Keywords: faces, fusiform gyrus, object recognition, reading, ventral visual stream

Introduction

Written words and faces are highly important visual stimuli that are processed through occipital (visual), unimodal, and heteromodal temporal association cortices and paralimbic and limbic structures (Goodale and Milner 1992; Ungerleider and Haxby 1994; Mesulam 1998). The so-called ventral visual stream is an important component of this pathway, and neuroimaging studies have identified discrete areas of cortex that are activated by particular types of visual object. The “visual word form area” (VWFA, Cohen et al. 2000) in the left posterior fusiform gyrus and the “fusiform face area” ([FFA], Kanwisher et al. 1997) in the right posterior fusiform gyrus have received the most attention.

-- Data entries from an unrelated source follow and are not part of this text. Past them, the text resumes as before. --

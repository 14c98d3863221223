//! Crash - multiplayer crash game round engine
//!
//! Runs the round life cycle (betting, countdown, flying, crash, payout),
//! derives provably fair crash points by commit/reveal, admits bets against
//! prepaid tickets and reconciles winnings with an on-chain prize pool.

pub mod api;
pub mod bets;
pub mod clock;
pub mod config;
pub mod errors;
pub mod events;
pub mod fairness;
pub mod metrics;
pub mod scheduler;
pub mod services;
pub mod settlement;
pub mod shutdown;
pub mod storage;
pub mod store;
pub mod tickets;
pub mod types;

pub use bets::BetLedger;
pub use config::{EngineConfig, GameConfig};
pub use errors::{EngineError, EngineResult};
pub use fairness::FairnessEngine;
pub use scheduler::RoundScheduler;
pub use services::{ServiceBuilder, ServiceContainer};
pub use settlement::SettlementReconciler;
pub use tickets::TicketAdmission;
pub use types::{Bet, BetStatus, Multiplier, Round, RoundStatus, Ticket, WalletAddress};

The lateralization of word and face processing to left and right hemispheres, respectively, has been demonstrated in a number of neuroimaging studies (Sergent et al. 1992; Kanwisher et al. 1997; McCarthy et al. 1997; Cohen et al. 2000, 2002; Hasson et al. 2002). Further evidence for this hemispheric dissociation comes from neuropsychological studies, which consistently show that pure alexia (an acquired deficit in word recognition) is caused in the vast majority of cases by left hemisphere lesions (Damasio and Damasio 1983; Binder and Mohr 1992; Leff et al. 2006) and prosopagnosia (an acquired deficit in face recognition) is more strongly associated with right hemisphere lesions (Meadows 1974; Damasio et al. 1982; Benton 1990; Barton 2008b). Although there are exceptions to this lateralization (Hirose et al. 1977; Erkulvrawatr 1978; Winkelman and Glasson 1984; Pillon et al. 1987; Mattson et al. 2000; Barton 2008a), these cases are normally attributed to atypical lateralization in left-handed individuals.

Cai et al. (2008) demonstrated that the lateralization of visual word recognition is strongly related to the lateralization of speech production. Speech, which is innate, precedes reading, which is acquired, and the inference is that top-down signal from anterior speech production regions influences the lateralization of the VWFA, thereby minimizing the need for callosal transfer of information within the reading network. What directs the lateralization of the FFA is less clear (Cantlon et al. 2010). Willems et al. (2010) recently showed that lateralization of the FFA depended on handedness: In right-handed participants, the FFA was right lateralized, whereas left-handed participants showed no reliable lateralization. Given that right handedness also predicts left hemisphere language dominance, it is unclear whether lateralization of word and face processing operate independently or are mutually dependent on a more general, heritable trait.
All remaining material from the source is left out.